Work instructions :: Each line of the records below that contains "ordered" needs to be copied.
* * *
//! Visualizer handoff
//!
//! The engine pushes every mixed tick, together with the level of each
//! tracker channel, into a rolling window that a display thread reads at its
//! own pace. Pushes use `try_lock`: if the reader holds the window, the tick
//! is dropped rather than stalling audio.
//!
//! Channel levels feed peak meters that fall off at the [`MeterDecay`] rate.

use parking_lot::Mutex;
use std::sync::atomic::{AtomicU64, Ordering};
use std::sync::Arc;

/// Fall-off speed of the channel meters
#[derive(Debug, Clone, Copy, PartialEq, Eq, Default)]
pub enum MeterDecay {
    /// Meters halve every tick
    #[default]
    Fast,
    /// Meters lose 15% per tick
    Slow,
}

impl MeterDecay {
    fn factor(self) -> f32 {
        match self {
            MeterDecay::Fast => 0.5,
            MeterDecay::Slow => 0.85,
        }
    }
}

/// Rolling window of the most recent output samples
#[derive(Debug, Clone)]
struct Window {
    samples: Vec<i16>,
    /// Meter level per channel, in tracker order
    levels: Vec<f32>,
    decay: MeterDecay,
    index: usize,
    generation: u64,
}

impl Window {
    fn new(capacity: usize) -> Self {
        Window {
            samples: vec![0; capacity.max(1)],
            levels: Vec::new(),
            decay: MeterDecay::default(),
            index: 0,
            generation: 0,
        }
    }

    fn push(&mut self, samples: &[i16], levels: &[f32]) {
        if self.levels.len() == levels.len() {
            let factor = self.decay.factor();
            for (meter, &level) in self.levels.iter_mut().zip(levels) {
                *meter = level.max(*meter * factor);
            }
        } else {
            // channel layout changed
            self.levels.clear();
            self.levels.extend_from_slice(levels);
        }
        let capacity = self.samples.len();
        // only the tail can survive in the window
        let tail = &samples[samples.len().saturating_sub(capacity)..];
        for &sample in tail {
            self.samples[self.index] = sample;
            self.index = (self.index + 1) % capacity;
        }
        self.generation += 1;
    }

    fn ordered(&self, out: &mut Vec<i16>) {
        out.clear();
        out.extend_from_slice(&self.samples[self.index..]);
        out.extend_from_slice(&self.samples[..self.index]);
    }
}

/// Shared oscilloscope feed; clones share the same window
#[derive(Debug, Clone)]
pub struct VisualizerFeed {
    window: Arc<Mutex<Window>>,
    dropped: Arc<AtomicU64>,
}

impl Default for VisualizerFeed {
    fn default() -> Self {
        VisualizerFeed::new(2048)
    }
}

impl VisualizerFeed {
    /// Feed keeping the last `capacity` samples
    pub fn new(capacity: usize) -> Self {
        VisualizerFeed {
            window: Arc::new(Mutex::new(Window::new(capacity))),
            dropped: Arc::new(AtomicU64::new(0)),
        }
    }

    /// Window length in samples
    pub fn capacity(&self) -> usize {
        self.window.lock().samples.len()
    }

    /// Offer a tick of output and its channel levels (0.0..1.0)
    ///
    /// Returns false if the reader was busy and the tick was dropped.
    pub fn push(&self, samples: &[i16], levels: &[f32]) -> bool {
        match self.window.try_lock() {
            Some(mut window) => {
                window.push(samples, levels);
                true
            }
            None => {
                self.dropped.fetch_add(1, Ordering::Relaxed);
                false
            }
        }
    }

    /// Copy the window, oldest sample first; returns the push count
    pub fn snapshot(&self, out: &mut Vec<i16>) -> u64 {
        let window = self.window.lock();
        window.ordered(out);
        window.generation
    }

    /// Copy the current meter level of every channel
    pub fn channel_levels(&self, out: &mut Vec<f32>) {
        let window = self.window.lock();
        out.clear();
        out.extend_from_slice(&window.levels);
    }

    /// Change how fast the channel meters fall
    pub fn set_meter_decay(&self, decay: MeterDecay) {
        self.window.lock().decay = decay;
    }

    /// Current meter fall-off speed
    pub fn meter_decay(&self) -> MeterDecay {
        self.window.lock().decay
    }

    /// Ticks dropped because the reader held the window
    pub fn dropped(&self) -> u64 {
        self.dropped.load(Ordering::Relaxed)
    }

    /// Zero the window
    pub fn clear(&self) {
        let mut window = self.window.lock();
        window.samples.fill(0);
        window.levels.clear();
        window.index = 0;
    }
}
* * *
Solution below ::
    fn ordered(&self, out: &mut Vec<i16>) {
        window.ordered(out);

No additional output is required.